Verticillium and Fusarium Wilts

Wilt Diseases May Cause Vascular Discoloration
Wilt Diseases May Cause Vascular Discoloration

Wilting in Tomatoes
Wilting in Tomatoes

Casual Agents

There are two fungi that cause wilt of tomato, pepper and eggplant: Verticillium spp. and Fusarium oxysporum types called formae specialis. Both fungi are soilborne. The formae specialis are host specific. The one infecting tomato will not infect pepper or eggplant and vice versa.

Symptoms

Initial symptoms include wilting of infected plants during the hot part of the day with recovery in the evening. Eventually, the wilt is permanent. A discoloration of the vascular tissue can be seen by cutting through the main stem. Leaves of plants infected with Verticillium may develop marginal chlorosis and v-shaped necrotic lesions.

Disease Cycle

Both fungi infect through roots. They grow through the vascular tissue up into the main stem. Wilting is caused in part by the fungal growth clogging the phloem and xylem and by the plant trying to stop the movement of the fungus by blocking the colonized vascular tissue.

Fusarium infections are favoured by high soil temperatures (90⁰F) and high soil moisture. When the plants are dead, Fusarium oxysporum produces salmon colored spores, called conidia, on the plant surface that are washed into the soil by rain and irrigation water. Fusarium also produces resting spores, called chlamydospores that can survive for several years in soil and plant debris.

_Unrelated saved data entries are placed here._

//! Login sessions for postboard.
//!
//! Sessions are held by `tower-sessions`; this module only defines what is
//! stored in them: the authenticated user's id and a one-shot flash message.

use thiserror::Error;
use tower_sessions::Session;
use tracing::{info, warn};

use crate::auth::verify_password;
use crate::db::{User, UserRepository};

/// Session key holding the authenticated user's id.
pub const USER_ID_KEY: &str = "user_id";

/// Session key holding a message for the next rendered page.
pub const FLASH_KEY: &str = "flash";

/// Session-related errors.
#[derive(Error, Debug)]
pub enum SessionError {
    /// Unknown email or wrong password. Both read the same to the user.
    #[error("이메일 또는 비밀번호가 올바르지 않습니다.")]
    InvalidCredentials,

    #[error("session store error: {0}")]
    Store(String),

    #[error("database error: {0}")]
    Database(String),
}

impl From<tower_sessions::session::Error> for SessionError {
    fn from(e: tower_sessions::session::Error) -> Self {
        SessionError::Store(e.to_string())
    }
}

/// Look up a user by email and check their password.
pub async fn authenticate(
    repo: &UserRepository<'_>,
    email: &str,
    password: &str,
) -> Result<User, SessionError> {
    let email = email.trim();
    let user = repo
        .get_by_email(email)
        .await
        .map_err(|e| SessionError::Database(e.to_string()))?;

    let Some(user) = user else {
        warn!(email = %email, "Login failed: user not found");
        return Err(SessionError::InvalidCredentials);
    };

    if verify_password(password, &user.password).is_err() {
        warn!(email = %email, user_id = user.user_id, "Login failed: wrong password");
        return Err(SessionError::InvalidCredentials);
    }

    Ok(user)
}

/// Bind the session to `user`, issuing a fresh session id.
pub async fn login(session: &Session, user: &User) -> Result<(), SessionError> {
    session.cycle_id().await?;
    session.insert(USER_ID_KEY, user.user_id).await?;
    info!(user_id = user.user_id, "Login successful");
    Ok(())
}

/// Destroy the session and everything stored in it.
pub async fn logout(session: &Session) -> Result<(), SessionError> {
    if let Ok(Some(user_id)) = session.get::<i64>(USER_ID_KEY).await {
        info!(user_id, "Logout");
    }
    session.flush().await?;
    Ok(())
}

/// Id of the user bound to the session, if any.
pub async fn session_user_id(session: &Session) -> Result<Option<i64>, SessionError> {
    Ok(session.get::<i64>(USER_ID_KEY).await?)
}

/// Store a message to show on the next rendered page.
pub async fn set_flash(session: &Session, message: impl Into<String>) -> Result<(), SessionError> {
    session.insert(FLASH_KEY, message.into()).await?;
    Ok(())
}

/// Remove and return the pending flash message.
pub async fn take_flash(session: &Session) -> Result<Option<String>, SessionError> {
    Ok(session.remove::<String>(FLASH_KEY).await?)
}

#[cfg(test)]
mod tests {
    use std::sync::Arc;

    use tower_sessions::MemoryStore;

    use super::*;
    use crate::auth::{register, RegistrationRequest};
    use crate::db::Database;

    fn new_session() -> Session {
        Session::new(None, Arc::new(MemoryStore::default()), None)
    }

    async fn setup_user(db: &Database) -> User {
        let repo = UserRepository::new(db.pool());
        register(
            &repo,
            RegistrationRequest::new("kim", "kim@example.com", "password123"),
        )
        .await
        .unwrap()
    }

    #[tokio::test]
    async fn test_authenticate_success() {
        let db = Database::open_in_memory().await.unwrap();
        let created = setup_user(&db).await;
        let repo = UserRepository::new(db.pool());

        let user = authenticate(&repo, "KIM@example.com", "password123")
            .await
            .unwrap();
        assert_eq!(user.user_id, created.user_id);
    }

    #[tokio::test]
    async fn test_authenticate_wrong_password() {
        let db = Database::open_in_memory().await.unwrap();
        setup_user(&db).await;
        let repo = UserRepository::new(db.pool());

        let result = authenticate(&repo, "kim@example.com", "wrong_password").await;
        assert!(matches!(result, Err(SessionError::InvalidCredentials)));
    }

    #[tokio::test]
    async fn test_authenticate_unknown_email() {
        let db = Database::open_in_memory().await.unwrap();
        let repo = UserRepository::new(db.pool());

        let err = authenticate(&repo, "nobody@example.com", "password123")
            .await
            .unwrap_err();
        assert_eq!(err.to_string(), "이메일 또는 비밀번호가 올바르지 않습니다.");
    }

    #[tokio::test]
    async fn test_login_and_logout() {
        let db = Database::open_in_memory().await.unwrap();
        let user = setup_user(&db).await;
        let session = new_session();

        assert_eq!(session_user_id(&session).await.unwrap(), None);

        login(&session, &user).await.unwrap();
        assert_eq!(session_user_id(&session).await.unwrap(), Some(user.user_id));

        logout(&session).await.unwrap();
        assert_eq!(session_user_id(&session).await.unwrap(), None);
    }

    #[tokio::test]
    async fn test_flash_is_one_shot() {
        let session = new_session();

        assert_eq!(take_flash(&session).await.unwrap(), None);

        set_flash(&session, "권한이 없습니다.").await.unwrap();
        assert_eq!(
            take_flash(&session).await.unwrap().as_deref(),
            Some("권한이 없습니다.")
        );
        assert_eq!(take_flash(&session).await.unwrap(), None);
    }
}
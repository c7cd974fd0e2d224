//! Engine lifecycle events.
//!
//! Sinks are owned by the configuration context rather than installed
//! globally, so several engines can run in one process with separate sinks.

mod sink;

pub use sink::{CollectingEventSink, EventSink, LoggingEventSink, NoOpEventSink};

/// Event type names emitted by the engine.
pub mod event_types {
    /// A receive or send flow began.
    pub const FLOW_STARTED: &str = "flow.started";
    /// A handler suspended the message.
    pub const FLOW_SUSPENDED: &str = "flow.suspended";
    /// A suspended message was resumed.
    pub const FLOW_RESUMED: &str = "flow.resumed";
    /// A handler aborted the flow.
    pub const FLOW_ABORTED: &str = "flow.aborted";
    /// A flow ran to the end.
    pub const FLOW_COMPLETED: &str = "flow.completed";
    /// A flow stopped on an error.
    pub const FLOW_FAILED: &str = "flow.failed";
    /// A message read from a stream was re-attached to the engine.
    pub const MESSAGE_ACTIVATED: &str = "message.activated";
    /// An operation context received every message its pattern requires.
    pub const OPERATION_COMPLETED: &str = "operation.completed";
}
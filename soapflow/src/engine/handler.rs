//! The processing-unit trait.

use super::Phase;
use crate::core::InvocationResponse;
use crate::errors::SoapflowError;
use crate::message::MessageContext;
use async_trait::async_trait;
use std::fmt::Debug;

/// A unit of work in a message's execution chain.
///
/// Handlers are shared between messages; per-message state belongs on the
/// [`MessageContext`], either as properties or as self-managed data.
#[async_trait]
pub trait Handler: Send + Sync + Debug {
    /// Returns the qualified name of the handler.
    fn name(&self) -> &str;

    /// Returns the handler's type name, used to re-resolve it after a
    /// message is read back from a stream.
    fn class_name(&self) -> &str {
        std::any::type_name::<Self>()
    }

    /// Processes the message.
    async fn invoke(&self, msg: &MessageContext) -> Result<InvocationResponse, SoapflowError>;

    /// Called in reverse execution order once the flow is over.
    async fn flow_complete(&self, _msg: &MessageContext) {}

    /// Returns the handler as a phase, if it is one.
    fn as_phase(&self) -> Option<&Phase> {
        None
    }

    /// Returns the handler's self-managed data hooks, if it has any.
    fn self_managed_data(&self) -> Option<&dyn SelfManagedDataManager> {
        None
    }
}

/// Opt-in persistence of a handler's auxiliary per-message state.
///
/// Implementations usually keep that state in the message's self-managed
/// data map under their own class name.
pub trait SelfManagedDataManager: Send + Sync {
    /// Serializes this handler's state for `msg`. `None` means nothing to save.
    ///
    /// # Errors
    ///
    /// Returns a serialization error if the state cannot be encoded.
    fn serialize_self_managed_data(&self, msg: &MessageContext) -> Result<Option<Vec<u8>>, SoapflowError>;

    /// Restores state previously produced by
    /// [`SelfManagedDataManager::serialize_self_managed_data`].
    ///
    /// # Errors
    ///
    /// Returns a serialization error if `data` cannot be decoded.
    fn deserialize_self_managed_data(&self, data: &[u8], msg: &MessageContext) -> Result<(), SoapflowError>;

    /// Re-creates transient state for a unit that saved nothing.
    fn restore_transient_data(&self, _msg: &MessageContext) {}
}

Verticillium occurs more during cooler temperatures (68-74⁰F) and in soils with a high pH which are very common in Utah. It produces an overwintering structure (survival structure) called a microsclerotium, which is a hard black ball of fungal tissue that can survive for a decade or more in the soil, waiting for a suitable host to be planted.

Management

Both diseases are very difficult to control due to the production of the long-term survival structures in the soil.

  • Use resistant varieties when available. Resistant tomato varieties are available for Verticillium race 1 but not race 2, and for Fusarium oxysporum races 1, 2 and 3.
  • Plant on raised beds for better water drainage.